**ABOUT THIS EXERCISE:** For the listing below, output exactly the lines from the line with "The module is" up to and including the line with "pub use rust_backend::RustCodec;", and no other lines.

**RECORD EXTRACTS:**
[Start of Attachment]

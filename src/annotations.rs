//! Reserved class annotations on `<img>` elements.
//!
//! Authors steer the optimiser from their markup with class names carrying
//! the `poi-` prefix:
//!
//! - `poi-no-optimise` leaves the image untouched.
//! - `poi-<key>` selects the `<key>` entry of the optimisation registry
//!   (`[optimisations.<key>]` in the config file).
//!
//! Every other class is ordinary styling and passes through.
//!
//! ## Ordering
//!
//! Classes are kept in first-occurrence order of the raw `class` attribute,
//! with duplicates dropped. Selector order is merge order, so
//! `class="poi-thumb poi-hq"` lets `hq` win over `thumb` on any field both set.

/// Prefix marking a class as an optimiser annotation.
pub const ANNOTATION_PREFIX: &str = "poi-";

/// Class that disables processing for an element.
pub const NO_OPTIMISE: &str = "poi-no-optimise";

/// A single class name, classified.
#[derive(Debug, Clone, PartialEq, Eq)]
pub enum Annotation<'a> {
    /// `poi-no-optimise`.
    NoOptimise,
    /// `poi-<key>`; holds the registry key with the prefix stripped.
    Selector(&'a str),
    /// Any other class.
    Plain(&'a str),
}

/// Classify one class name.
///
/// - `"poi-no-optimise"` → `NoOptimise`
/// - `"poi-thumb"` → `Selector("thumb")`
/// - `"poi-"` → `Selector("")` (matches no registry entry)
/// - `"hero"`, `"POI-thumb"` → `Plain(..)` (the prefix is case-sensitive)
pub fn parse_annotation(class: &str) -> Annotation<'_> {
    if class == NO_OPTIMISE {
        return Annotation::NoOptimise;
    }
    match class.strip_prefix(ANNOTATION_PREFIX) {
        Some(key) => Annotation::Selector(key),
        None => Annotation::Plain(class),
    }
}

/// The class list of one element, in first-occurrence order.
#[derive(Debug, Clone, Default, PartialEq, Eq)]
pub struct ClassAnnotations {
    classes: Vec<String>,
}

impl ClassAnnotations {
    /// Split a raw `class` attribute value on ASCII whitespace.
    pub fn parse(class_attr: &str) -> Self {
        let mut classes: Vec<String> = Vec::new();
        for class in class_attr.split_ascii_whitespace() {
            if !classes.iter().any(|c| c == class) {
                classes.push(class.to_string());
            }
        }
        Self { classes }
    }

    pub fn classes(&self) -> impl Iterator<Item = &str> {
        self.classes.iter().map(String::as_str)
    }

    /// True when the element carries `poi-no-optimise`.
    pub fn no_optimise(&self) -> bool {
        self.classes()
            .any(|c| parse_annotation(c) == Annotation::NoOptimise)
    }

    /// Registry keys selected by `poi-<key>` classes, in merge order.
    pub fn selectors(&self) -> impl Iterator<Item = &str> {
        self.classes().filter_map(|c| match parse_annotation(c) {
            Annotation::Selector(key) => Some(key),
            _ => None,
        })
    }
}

[End of Attachment]
[Start of Attachment]

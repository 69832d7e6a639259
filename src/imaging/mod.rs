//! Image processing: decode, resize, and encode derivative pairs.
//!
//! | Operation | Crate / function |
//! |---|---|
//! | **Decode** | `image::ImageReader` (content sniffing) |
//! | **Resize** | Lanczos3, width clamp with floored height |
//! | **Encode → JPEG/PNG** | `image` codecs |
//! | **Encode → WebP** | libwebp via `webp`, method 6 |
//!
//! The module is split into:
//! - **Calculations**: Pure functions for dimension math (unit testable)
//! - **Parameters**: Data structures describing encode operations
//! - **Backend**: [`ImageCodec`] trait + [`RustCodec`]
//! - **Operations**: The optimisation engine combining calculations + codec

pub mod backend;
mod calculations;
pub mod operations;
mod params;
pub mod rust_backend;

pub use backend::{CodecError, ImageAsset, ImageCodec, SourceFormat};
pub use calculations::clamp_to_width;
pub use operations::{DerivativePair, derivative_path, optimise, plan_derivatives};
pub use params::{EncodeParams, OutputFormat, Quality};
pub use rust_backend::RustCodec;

[End of Attachment]

**EXPECTED ANSWER:**
//! The module is split into:
//! - **Calculations**: Pure functions for dimension math (unit testable)
//! - **Parameters**: Data structures describing encode operations
//! - **Backend**: [`ImageCodec`] trait + [`RustCodec`]
//! - **Operations**: The optimisation engine combining calculations + codec

pub mod backend;
mod calculations;
pub mod operations;
mod params;
pub mod rust_backend;

pub use backend::{CodecError, ImageAsset, ImageCodec, SourceFormat};
pub use calculations::clamp_to_width;
pub use operations::{DerivativePair, derivative_path, optimise, plan_derivatives};
pub use params::{EncodeParams, OutputFormat, Quality};
pub use rust_backend::RustCodec;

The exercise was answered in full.